Rationale, aims and objectives  Evidence suggests that educational outreach (‘academic detailing’) improves evidence-based prescribing. We evaluated the impact of an academic detailing programme intended to increase new statin prescriptions.

Methods  In a 2 × 2 factorial design we evaluated the effect of an academic detailing programme with/without telephonic care management for patients. Eligible patients were continuously enrolled Medicaid members at high risk for cardiovascular disease utilization who were not receiving statin medication in the 18 months prior to the intervention. All primary care prescribers assigned to these patients were randomized by clinic to academic detailing. Two trained nurses provided the detailing to prescribers, including specific discussion about the use of statins in this high-risk patient population. Nurses left the prescribers with a summary of clinical practice guidelines, a one-page detailing sheet and a list of patients under the care of the prescriber who were candidates for statins. The primary outcome was the incidence of a new statin prescription claim during the 6-month intervention period and the subsequent 6 months. Logistic regression models were used to estimate main effects of the interventions and to adjust for potential confounding variables in the study.

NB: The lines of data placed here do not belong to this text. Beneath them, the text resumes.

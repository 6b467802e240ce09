//! Error types for bdp-core

use thiserror::Error;

/// Core error type for bdp
#[derive(Error, Debug)]
pub enum CoreError {
    /// E001: Failed to parse configuration file
    #[error("[E001] Failed to parse config {path}: {message}")]
    ConfigParseError { path: String, message: String },

    /// E002: Invalid configuration value
    #[error("[E002] Invalid config: {message}")]
    ConfigInvalid { message: String },

    /// E003: Datasets directory not found
    #[error("[E003] Datasets directory not found (searched from {path})")]
    DatasetsNotFound { path: String },

    /// E101: Asset file has no metadata block
    #[error("[E101] Missing {namespace} metadata in {path}")]
    MissingMetadata { path: String, namespace: String },

    /// E102: A metadata line mentions the namespace but is malformed
    #[error("[E102] Invalid metadata line in {path}: {line}")]
    InvalidMetadataLine { path: String, line: String },

    /// E103: Required metadata key absent
    #[error("[E103] Missing {key} in {path}")]
    MissingMetadataKey { path: String, key: String },

    /// E104: Single-valued metadata key declared more than once
    #[error("[E104] {key} must appear once in {path}")]
    DuplicateMetadataKey { path: String, key: String },

    /// E105: Metadata key declared without a value
    #[error("[E105] {key} must have a value in {path}")]
    EmptyMetadataValue { path: String, key: String },

    /// E106: Schema or table is not a valid identifier
    #[error("[E106] Invalid {label} name '{value}' from {path}")]
    InvalidIdentifier {
        path: String,
        label: String,
        value: String,
    },

    /// E107: Dependency reference is not `schema.table`
    #[error("[E107] Invalid dependency '{value}' in {path}. Expected schema.table")]
    InvalidDependency { path: String, value: String },

    /// E108: Two asset files resolve to the same qualified name
    #[error("[E108] Duplicate asset name {name}: {first} and {second}")]
    DuplicateAsset {
        name: String,
        first: String,
        second: String,
    },

    /// E109: File extension does not map to an asset kind
    #[error("[E109] Not an asset file (expected .sql, .rs or .sh): {path}")]
    UnsupportedAsset { path: String },

    /// E201: Asset lists itself as a dependency
    #[error("[E201] Asset {asset} depends on itself ({path})")]
    SelfDependency { asset: String, path: String },

    /// E202: Asset depends on something that was never discovered
    #[error("[E202] Unknown dependency '{dependency}' of {asset} referenced in {path}")]
    UnknownDependency {
        asset: String,
        dependency: String,
        path: String,
    },

    /// E203: Circular dependency detected
    #[error("[E203] Dependency cycle detected: {cycle}")]
    CircularDependency { cycle: String },

    /// E301: Neither asset names nor the all flag were given
    #[error("[E301] Pass --all or asset names to materialize")]
    EmptySelection,

    /// E302: Requested assets that do not exist
    #[error("[E302] Unknown assets: {}", names.join(", "))]
    UnknownAssets { names: Vec<String> },

    /// E014: IO error
    #[error("[E014] IO error: {0}")]
    Io(#[from] std::io::Error),

    /// E016: IO error with file path context
    #[error("[E016] Failed to read '{path}': {source}")]
    IoWithPath {
        path: String,
        source: std::io::Error,
    },
}

/// Result type alias for CoreError
pub type CoreResult<T> = Result<T, CoreError>;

Results  Forty-eight clinics were randomized, effectively randomizing a total of 284 patients and 128 prescribers. Among the 284 patients, 46 (16%) received a new statin claim during the evaluation period. Controlling for significant bivariate associations, the academic detailing intervention had no significant effect on new statin prescriptions compared with the control group (odds ratio = 0.8, 95% confidence interval: 0.4–1.6, P = 0.5).

Conclusion  Among this Medicaid population at high risk for cardiovascular events, an academic detailing programme to increase statin prescriptions was not effective. To assist others to learn from our failed effort, we identify and discuss critical elements in the design and implementation of the programme that could account for these results.